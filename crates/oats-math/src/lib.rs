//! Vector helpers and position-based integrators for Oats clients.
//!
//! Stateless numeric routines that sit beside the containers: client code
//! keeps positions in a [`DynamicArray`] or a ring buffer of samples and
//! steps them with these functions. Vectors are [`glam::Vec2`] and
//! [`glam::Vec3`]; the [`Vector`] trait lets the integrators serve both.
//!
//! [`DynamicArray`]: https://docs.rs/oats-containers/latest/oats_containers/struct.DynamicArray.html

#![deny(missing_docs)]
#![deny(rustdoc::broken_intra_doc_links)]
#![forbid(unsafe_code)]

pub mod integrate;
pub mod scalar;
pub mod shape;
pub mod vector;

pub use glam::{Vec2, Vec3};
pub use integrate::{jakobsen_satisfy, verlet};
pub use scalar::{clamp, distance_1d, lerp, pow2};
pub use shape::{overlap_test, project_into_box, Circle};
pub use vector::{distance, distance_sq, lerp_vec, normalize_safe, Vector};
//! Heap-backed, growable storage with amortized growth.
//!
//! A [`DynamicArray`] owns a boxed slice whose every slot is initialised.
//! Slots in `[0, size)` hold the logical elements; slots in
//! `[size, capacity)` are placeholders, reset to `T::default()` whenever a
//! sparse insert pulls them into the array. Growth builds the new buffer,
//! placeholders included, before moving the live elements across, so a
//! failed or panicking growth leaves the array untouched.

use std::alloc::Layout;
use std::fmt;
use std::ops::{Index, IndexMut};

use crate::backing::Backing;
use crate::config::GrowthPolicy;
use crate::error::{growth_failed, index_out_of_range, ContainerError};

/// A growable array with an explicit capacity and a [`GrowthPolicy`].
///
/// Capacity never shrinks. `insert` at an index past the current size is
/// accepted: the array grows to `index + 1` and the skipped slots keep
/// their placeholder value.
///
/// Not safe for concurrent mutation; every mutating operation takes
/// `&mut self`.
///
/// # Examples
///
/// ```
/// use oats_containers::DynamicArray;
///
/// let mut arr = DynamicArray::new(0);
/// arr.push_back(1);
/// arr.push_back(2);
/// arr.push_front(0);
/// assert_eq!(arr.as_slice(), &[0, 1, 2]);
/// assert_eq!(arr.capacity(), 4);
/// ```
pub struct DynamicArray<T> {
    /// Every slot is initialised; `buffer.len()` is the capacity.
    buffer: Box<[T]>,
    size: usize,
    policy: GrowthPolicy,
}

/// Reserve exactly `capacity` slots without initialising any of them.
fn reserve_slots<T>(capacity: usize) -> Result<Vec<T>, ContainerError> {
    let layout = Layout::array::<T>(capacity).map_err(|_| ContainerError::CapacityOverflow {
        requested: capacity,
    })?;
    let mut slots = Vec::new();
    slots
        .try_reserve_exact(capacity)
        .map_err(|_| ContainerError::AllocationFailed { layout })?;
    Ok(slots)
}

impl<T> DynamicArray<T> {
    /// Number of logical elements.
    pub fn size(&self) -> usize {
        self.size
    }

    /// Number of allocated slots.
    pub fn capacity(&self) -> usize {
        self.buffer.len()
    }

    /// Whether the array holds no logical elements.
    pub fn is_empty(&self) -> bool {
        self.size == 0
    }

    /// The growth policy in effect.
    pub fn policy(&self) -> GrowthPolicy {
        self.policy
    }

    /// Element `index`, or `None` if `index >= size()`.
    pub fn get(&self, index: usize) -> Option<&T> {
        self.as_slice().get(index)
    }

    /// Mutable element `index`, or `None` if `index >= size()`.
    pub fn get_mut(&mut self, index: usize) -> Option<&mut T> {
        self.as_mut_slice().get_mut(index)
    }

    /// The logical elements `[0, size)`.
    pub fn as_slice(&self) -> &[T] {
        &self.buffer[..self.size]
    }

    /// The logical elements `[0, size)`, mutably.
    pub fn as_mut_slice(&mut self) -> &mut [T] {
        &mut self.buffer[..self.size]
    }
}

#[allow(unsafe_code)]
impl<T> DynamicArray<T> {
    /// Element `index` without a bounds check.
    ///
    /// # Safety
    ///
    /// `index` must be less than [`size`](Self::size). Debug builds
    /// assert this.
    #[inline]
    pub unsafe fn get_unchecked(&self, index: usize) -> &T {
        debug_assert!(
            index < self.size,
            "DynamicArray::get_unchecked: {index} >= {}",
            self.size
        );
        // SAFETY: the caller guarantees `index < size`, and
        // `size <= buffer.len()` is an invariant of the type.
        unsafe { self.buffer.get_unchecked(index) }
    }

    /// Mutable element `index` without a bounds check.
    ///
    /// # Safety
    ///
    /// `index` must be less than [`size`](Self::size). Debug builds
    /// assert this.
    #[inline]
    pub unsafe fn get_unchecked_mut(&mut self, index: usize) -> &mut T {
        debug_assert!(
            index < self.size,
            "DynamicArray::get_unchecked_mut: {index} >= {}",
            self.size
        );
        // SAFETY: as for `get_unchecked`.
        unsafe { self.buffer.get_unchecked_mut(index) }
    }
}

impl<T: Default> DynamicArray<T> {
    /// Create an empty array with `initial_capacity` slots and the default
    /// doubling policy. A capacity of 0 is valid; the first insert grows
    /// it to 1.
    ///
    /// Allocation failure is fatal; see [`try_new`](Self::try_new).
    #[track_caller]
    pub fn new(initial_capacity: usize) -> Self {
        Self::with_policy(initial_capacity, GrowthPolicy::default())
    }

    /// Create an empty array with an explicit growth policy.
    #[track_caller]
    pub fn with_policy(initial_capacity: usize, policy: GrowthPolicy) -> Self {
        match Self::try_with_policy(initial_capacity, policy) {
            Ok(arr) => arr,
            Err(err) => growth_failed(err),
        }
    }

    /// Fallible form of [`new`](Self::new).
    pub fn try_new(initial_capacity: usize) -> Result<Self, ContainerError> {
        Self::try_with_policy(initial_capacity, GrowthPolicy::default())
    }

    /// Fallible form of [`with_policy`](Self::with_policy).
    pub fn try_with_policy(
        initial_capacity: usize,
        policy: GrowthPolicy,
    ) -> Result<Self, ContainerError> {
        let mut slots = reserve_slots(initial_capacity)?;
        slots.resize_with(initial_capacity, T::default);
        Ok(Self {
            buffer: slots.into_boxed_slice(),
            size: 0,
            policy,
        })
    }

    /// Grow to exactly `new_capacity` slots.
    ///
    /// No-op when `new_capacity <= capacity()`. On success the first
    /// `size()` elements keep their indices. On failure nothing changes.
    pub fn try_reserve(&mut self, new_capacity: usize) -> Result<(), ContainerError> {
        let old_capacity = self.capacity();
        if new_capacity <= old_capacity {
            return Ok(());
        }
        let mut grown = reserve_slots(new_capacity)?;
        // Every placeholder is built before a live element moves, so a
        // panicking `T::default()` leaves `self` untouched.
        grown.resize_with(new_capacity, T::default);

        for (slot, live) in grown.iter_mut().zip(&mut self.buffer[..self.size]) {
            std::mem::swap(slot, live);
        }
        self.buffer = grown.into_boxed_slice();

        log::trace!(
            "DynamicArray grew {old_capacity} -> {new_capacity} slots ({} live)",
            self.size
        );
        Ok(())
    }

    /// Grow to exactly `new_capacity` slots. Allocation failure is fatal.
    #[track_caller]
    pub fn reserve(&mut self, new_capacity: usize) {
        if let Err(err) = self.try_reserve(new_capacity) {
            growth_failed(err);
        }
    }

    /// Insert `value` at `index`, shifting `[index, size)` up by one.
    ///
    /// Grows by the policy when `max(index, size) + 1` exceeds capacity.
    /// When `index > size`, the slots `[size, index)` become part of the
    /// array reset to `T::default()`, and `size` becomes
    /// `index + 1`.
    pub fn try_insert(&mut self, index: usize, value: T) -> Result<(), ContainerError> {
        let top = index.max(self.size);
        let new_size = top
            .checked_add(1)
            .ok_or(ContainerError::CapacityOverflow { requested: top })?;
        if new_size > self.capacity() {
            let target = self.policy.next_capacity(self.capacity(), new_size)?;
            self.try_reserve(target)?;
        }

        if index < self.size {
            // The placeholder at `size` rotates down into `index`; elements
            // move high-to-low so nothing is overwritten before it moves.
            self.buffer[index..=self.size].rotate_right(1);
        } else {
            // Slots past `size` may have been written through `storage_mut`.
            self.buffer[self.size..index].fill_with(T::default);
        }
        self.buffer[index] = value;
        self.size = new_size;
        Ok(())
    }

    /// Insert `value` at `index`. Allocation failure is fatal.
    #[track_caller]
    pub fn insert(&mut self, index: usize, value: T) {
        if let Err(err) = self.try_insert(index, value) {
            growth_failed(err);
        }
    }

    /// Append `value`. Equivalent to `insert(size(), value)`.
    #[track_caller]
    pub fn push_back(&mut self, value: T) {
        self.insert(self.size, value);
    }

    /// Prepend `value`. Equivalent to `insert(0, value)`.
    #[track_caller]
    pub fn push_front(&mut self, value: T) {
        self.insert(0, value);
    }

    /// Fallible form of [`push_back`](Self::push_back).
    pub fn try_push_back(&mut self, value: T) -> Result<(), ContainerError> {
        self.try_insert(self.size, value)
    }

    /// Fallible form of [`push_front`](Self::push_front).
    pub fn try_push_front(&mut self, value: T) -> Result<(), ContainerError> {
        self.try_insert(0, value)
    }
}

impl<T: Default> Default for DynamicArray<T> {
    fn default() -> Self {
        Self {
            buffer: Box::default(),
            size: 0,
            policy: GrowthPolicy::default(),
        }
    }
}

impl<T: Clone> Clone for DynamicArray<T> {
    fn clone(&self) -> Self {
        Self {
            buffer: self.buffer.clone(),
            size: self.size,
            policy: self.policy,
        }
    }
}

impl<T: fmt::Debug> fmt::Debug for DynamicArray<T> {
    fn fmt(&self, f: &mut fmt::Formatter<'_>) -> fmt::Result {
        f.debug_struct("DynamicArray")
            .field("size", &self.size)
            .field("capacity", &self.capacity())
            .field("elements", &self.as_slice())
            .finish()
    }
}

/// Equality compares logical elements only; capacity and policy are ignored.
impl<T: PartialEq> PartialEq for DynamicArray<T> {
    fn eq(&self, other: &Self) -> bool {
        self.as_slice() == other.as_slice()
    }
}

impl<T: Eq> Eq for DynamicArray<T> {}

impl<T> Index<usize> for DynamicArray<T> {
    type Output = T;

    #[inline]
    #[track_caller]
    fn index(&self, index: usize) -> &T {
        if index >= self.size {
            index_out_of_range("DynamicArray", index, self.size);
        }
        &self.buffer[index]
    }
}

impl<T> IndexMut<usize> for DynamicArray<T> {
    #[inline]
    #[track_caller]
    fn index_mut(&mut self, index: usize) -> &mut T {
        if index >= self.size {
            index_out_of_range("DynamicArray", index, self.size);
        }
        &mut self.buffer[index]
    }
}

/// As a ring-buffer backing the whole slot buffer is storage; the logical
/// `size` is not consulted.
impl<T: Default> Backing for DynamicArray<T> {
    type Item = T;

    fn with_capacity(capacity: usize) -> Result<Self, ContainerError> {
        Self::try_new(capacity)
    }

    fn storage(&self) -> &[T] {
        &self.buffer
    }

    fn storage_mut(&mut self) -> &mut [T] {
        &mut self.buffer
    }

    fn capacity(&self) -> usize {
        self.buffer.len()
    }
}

§ Exercise instructions
Among the records above, which lines hold the word "before"? Copy each one.

§ Reply
//! placeholders included, before moving the live elements across, so a
        // Every placeholder is built before a live element moves, so a
            // move high-to-low so nothing is overwritten before it moves.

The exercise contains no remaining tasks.